Les schémas ci-joints illustrent le critère de Rayleigh, qui définit la condition pour distinguer 2 objets de magnitude identique angulairement voisins.
Diffraction de Fraunhofer.
Montrer le lien entre la diffraction et la résolution ultime d'un système optique.
La résolution limite dépend de la taille de la pupille et de la longueur d'onde. L'amélioration de cette valeur limite motive la construction de collecteurs de diamètre le plus grand possible, surtout à grande longueur d'onde.
Le tableau ci-dessous présente diverses taches images, en les traduisant également en distance à laquelle une pomme (de diamètre de l'ordre de 10 cm) présente la taille angulaire correspondante.
Instrument | pomme | ||||
" d'arc | (distance en km) | ||||
oeil | 7 | mm | vis. | 18 | 1.1 |
petit télescope | 12 | cm | vis. | 1 | 20 |
ISO, spatial | 60 | cm | IR | 8 | 2.6 |
VLT, Chili | 8 | m | vis. | 0.015 | 1400 |
VLT, Chili | 8 | m | 20 μm | 0.6 | 33 |
antenne VLBI | 70 | m | 21 cm | 12' | 27 m |
réseau VLBI | km | 21 cm | 0.005 | 4000 |
Le critère de Rayleigh permet de préciser à quelle condition on peut distinguer 2 sources ponctuelles : il faut que le premier zéro de la figure de diffraction de l'une corresponde au maximum de l'autre.
Difficulté : ☆ Temps : 10 min
On cherche à résoudre différents objets, en lumière visible. Déterminer le diamètre minimal du collecteur nécessaire, la résolution angulaire étant limitée par la diffraction, dans les cas suivants.
Un cratère de 20 km sur la Lune (distante de 380 000 km).
Une étoile double, dont les composantes sont séparées de 0.2".
L'apparence d'un objet dépend intimement de la finesse des détails les plus fins. Ainsi, l'identité des anneaux de Saturne n'a été dévoilée que lorsque des observations de qualité suffisante ont permis de trancher parmi les multiples interprétations alors discutées.

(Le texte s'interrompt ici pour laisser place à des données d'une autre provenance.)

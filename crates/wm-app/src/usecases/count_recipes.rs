use std::sync::Arc;

use tracing::debug;
use wm_core::ports::RecipeRepositoryPort;

use super::UseCaseError;

/// Use case returning how many recipes are stored.
pub struct CountRecipes {
    repo: Arc<dyn RecipeRepositoryPort>,
}

impl CountRecipes {
    pub fn from_port(repo: Arc<dyn RecipeRepositoryPort>) -> Self {
        Self { repo }
    }

    #[tracing::instrument(name = "usecase.count_recipes.execute", skip(self))]
    pub async fn execute(&self) -> Result<usize, UseCaseError> {
        let count = self.repo.fetch_all().await?.len();
        debug!(count, "Counted recipes");
        Ok(count)
    }
}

Le gain en résolution angulaire permet une meilleure identification des images ; par exemple pour la Lune observée avec un petit collecteur, ou bien un grand collecteur corrigé des premiers ordres de la turbulence.
A grande longueur d'onde, la diffraction empêche une vision spatialement bien résolue, sauf à avoir un collecteur de très grande taille. Pour une antenne radio unique, circulaire de diamètre correspondant à un nombre limité de longueurs d'onde, le lobe d'antenne apparaît très étendu.
Il est important, pour enregistrer une image en respectant sa résolution angulaire, d'avoir des éléments d'image ou pixels convenablement dimensionnés.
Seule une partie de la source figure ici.